There is no point in arguing who are responsible in the continuation of ethno-religious nationalism or who should be blamed most. We know the answers. However, few characters drop into the mind: irresponsible religious leaders and their organisations, opportunistic politicians, print and TV media, social media and many others. There is no possibility to say one is better than the other. All types of nationalism are detrimental to a country’s peace and progress. The only exception can be the fact that numerically minority communities do have more disadvantages than a majority community in general because of the numbers and political power. This has to be recognized.
When talking about extremist nationalism, one cannot avoid the famous quotation by George Orwell, journalist and critic, who said that nationalism -whatever form - is ‘the worst enemy of peace’. According to him, nationalism is a feeling that one’s race or religion is superior to another in all respects, while patriotism is the quality of being devoted to, and vigorous support for one’s country no matter whatever religions or races it consist of.
Emmanuel Macron, the French President speaking at World War I memorial, claimed the rise of ultra-nationalism in whatever form anywhere was “old demons coming back to wreak chaos and death. Instead, patriotism, he claims, is a defence of “moral values” that will help uphold the peace of a country and the world. Many global observers seemed to side with Macron.

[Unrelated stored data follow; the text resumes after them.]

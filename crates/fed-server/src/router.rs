//! Router configuration.
//!
//! This module creates the main Axum router that combines all endpoints.

use axum::{extract::State, http::StatusCode, response::Json, routing::get, Router};
use serde::Serialize;
use tower_http::cors::{Any, CorsLayer};
use tower_http::trace::TraceLayer;

use crate::saml::saml_router;
use crate::state::AppState;

/// Creates the main application router.
pub fn create_router(state: AppState) -> Router {
    let health = Router::new()
        .route("/health", get(health_check))
        .route("/health/live", get(liveness_check))
        .route("/health/ready", get(readiness_check));

    let cors = CorsLayer::new()
        .allow_origin(Any)
        .allow_methods(Any)
        .allow_headers(Any);

    Router::new()
        .merge(saml_router())
        .merge(health)
        .route("/", get(root))
        .with_state(state)
        .layer(TraceLayer::new_for_http())
        .layer(cors)
}

/// Health check response.
#[derive(Serialize)]
pub struct HealthResponse {
    status: &'static str,
    #[serde(skip_serializing_if = "Option::is_none")]
    version: Option<String>,
}

/// Server information response.
#[derive(Serialize)]
pub struct ServerInfo {
    name: String,
    version: String,
    entity_id: String,
    partners: usize,
    active_logouts: usize,
    assurance_levels: Vec<LevelInfo>,
    adapters: Vec<AdapterInfo>,
}

/// One row of the assurance level table.
#[derive(Serialize)]
pub struct LevelInfo {
    level: i32,
    uri: String,
}

/// A configured authentication adapter.
#[derive(Serialize)]
pub struct AdapterInfo {
    name: String,
    kind: &'static str,
    level: i32,
}

/// Root endpoint handler.
async fn root(State(state): State<AppState>) -> Json<ServerInfo> {
    Json(ServerInfo {
        name: "fed-server".to_string(),
        version: env!("CARGO_PKG_VERSION").to_string(),
        entity_id: state.config.server.entity_id.clone(),
        partners: state.metadata.configured_partners().count(),
        active_logouts: state.orchestrator.active_sagas(),
        assurance_levels: state
            .levels
            .entries()
            .iter()
            .map(|entry| LevelInfo {
                level: entry.level,
                uri: entry.uri.clone(),
            })
            .collect(),
        adapters: state
            .adapters
            .instances()
            .iter()
            .map(|adapter| AdapterInfo {
                name: adapter.name.clone(),
                kind: adapter.kind,
                level: adapter.level,
            })
            .collect(),
    })
}

/// Basic health check.
async fn health_check() -> Json<HealthResponse> {
    Json(HealthResponse {
        status: "healthy",
        version: Some(env!("CARGO_PKG_VERSION").to_string()),
    })
}

/// Liveness probe.
async fn liveness_check() -> StatusCode {
    StatusCode::OK
}

/// Readiness probe. Services are built before the listener opens, so a
/// server that answers is ready.
async fn readiness_check() -> StatusCode {
    StatusCode::OK
}
//! Trusted partner entities.

use std::collections::HashMap;

use fed_core::config::{MetadataLocation, PartnerRole};
use fed_crypto::PublicKey;
use fed_trust::CertificateInfo;

use crate::descriptor::{Binding, EntityDescriptor, Endpoint, ServiceType};

/// A partner whose metadata passed trust checks.
///
/// Only the signing certificates that were accepted are kept.
#[derive(Debug, Clone)]
pub struct PartnerEntity {
    /// Entity identifier.
    pub entity_id: String,
    /// Configured role.
    pub role: PartnerRole,
    /// Where the metadata came from.
    pub metadata_location: MetadataLocation,
    /// Endpoints keyed by (service, binding).
    pub endpoints: HashMap<(ServiceType, Binding), Endpoint>,
    /// Trusted signing certificates, in document order.
    pub signing_certificates: Vec<CertificateInfo>,
    /// Whether logout messages may be sent to this partner.
    pub logout_supported: bool,
}

impl PartnerEntity {
    /// Builds an entity from a parsed descriptor and the certificates that
    /// passed trust checks.
    ///
    /// Logout is supported only if configuration allows it and the metadata
    /// publishes at least one `SingleLogoutService`.
    #[must_use]
    pub fn new(
        descriptor: EntityDescriptor,
        role: PartnerRole,
        metadata_location: MetadataLocation,
        trusted_certificates: Vec<CertificateInfo>,
        logout_allowed: bool,
    ) -> Self {
        let endpoints: HashMap<_, _> = descriptor
            .endpoints
            .into_iter()
            .map(|(service, endpoint)| ((service, endpoint.binding), endpoint))
            .collect();
        let publishes_slo = endpoints
            .keys()
            .any(|(service, _)| *service == ServiceType::SingleLogout);

        Self {
            entity_id: descriptor.entity_id,
            role,
            metadata_location,
            endpoints,
            signing_certificates: trusted_certificates,
            logout_supported: logout_allowed && publishes_slo,
        }
    }

    /// Endpoint for a (service, binding) pair.
    #[must_use]
    pub fn endpoint(&self, service: ServiceType, binding: Binding) -> Option<&Endpoint> {
        self.endpoints.get(&(service, binding))
    }

    /// Public keys of the trusted signing certificates.
    #[must_use]
    pub fn signing_keys(&self) -> Vec<PublicKey> {
        self.signing_certificates
            .iter()
            .map(|cert| cert.public_key().clone())
            .collect()
    }

    /// First front-channel logout endpoint in preference order.
    #[must_use]
    pub fn front_channel_logout(&self) -> Option<&Endpoint> {
        Binding::FRONT_CHANNEL
            .iter()
            .find_map(|binding| self.endpoint(ServiceType::SingleLogout, *binding))
    }

    /// SOAP logout endpoint.
    #[must_use]
    pub fn back_channel_logout(&self) -> Option<&Endpoint> {
        self.endpoint(ServiceType::SingleLogout, Binding::Soap)
    }

    /// Preferred logout endpoint: front channel first, then SOAP.
    ///
    /// `None` if logout is unsupported or no endpoint exists.
    #[must_use]
    pub fn preferred_logout_endpoint(&self) -> Option<&Endpoint> {
        if !self.logout_supported {
            return None;
        }
        self.front_channel_logout()
            .or_else(|| self.back_channel_logout())
    }
}
//! Trust error types.

use fed_core::error::{Classify, ErrorKind};
use thiserror::Error;

/// Result type for trust operations.
pub type TrustResult<T> = Result<T, TrustError>;

/// Trust validation errors.
#[derive(Debug, Clone, Error)]
pub enum TrustError {
    /// Certificate validity ended.
    #[error("certificate expired: {0}")]
    Expired(String),

    /// Certificate validity has not started.
    #[error("certificate not yet valid: {0}")]
    NotYetValid(String),

    /// No trust anchor issued the certificate.
    #[error("certificate not issued by a trusted CA: {0}")]
    UntrustedIssuer(String),

    /// The issuing CA is outside its validity window.
    #[error("issuing CA expired or not yet valid: {0}")]
    CaExpired(String),

    /// The issuing CA does not chain to a trusted root.
    #[error("issuing CA not trusted: {0}")]
    UntrustedCa(String),

    /// Certificate bytes could not be parsed.
    #[error("invalid certificate: {0}")]
    InvalidCertificate(String),

    /// The trust store could not be loaded.
    #[error("trust store unavailable: {0}")]
    StoreUnavailable(String),
}

impl Classify for TrustError {
    fn kind(&self) -> ErrorKind {
        match self {
            Self::StoreUnavailable(_) => ErrorKind::Configuration,
            _ => ErrorKind::Trust,
        }
    }
}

The question, however, is how to forge patriotism in the future among the citizens while recognizing ethnic identities and their separate interests which are not detrimental to national unity. There is no possibility of de-ethicizing people whether they belong to the majority community or minority communities. There is no need for that either.
Patriotism is the overarching glue for national unity of our country. Of course, it cannot be forged instantly, but most of the needed elements are available in (1) all four religious’ teachings (2) principles of liberalism and socialism and (3) discourse of human rights and responsibilities.
"By some blessings, we still manage to maintain the rule of law, free and fair elections; and the freedom of assembly, speech, and religion. These are the essentials of true constitutional liberalism"
As to how to solve the undeniable problem of the general erosion of patriotic sentiment in our country, how to inculcate patriotism in rising generations of Sri Lankans, how to reconcile a vigorous conception of assimilation with the pluralism to which we are so deeply committed - those are the matters we need to give priority in our agendas, whether social or political.
In addressing these concerns, two things must be kept in mind. First, it must be acknowledged that these tasks are well worth pursuing. In fact, they are essential. The kind of patriotism that Sri Lanka has brought into being during the pre-independence period is one of the bright lights of our history, and we should not allow it be extinguished by mere inattention or a perverse hatred against minorities, born of our colossal ignorance of history. Second, we must remember that the answers to these problems will involve culture as much as, if not more than, they will involve creed.
We are not lacking in an awareness that all people in this country have equal rights and must be treated equally. Where we are lacking is in remembering it and teaching others to remember it. True patriotism isn’t simply about waving the Sri Lankan flag. It’s about coming together for the common good. True patriots don’t pander to divisiveness. They don’t fuel racist or religious or ethnic divisions. On the contrary, they seek to confirm and strengthen and celebrate the “we” in “we the people of Sri Lanka”.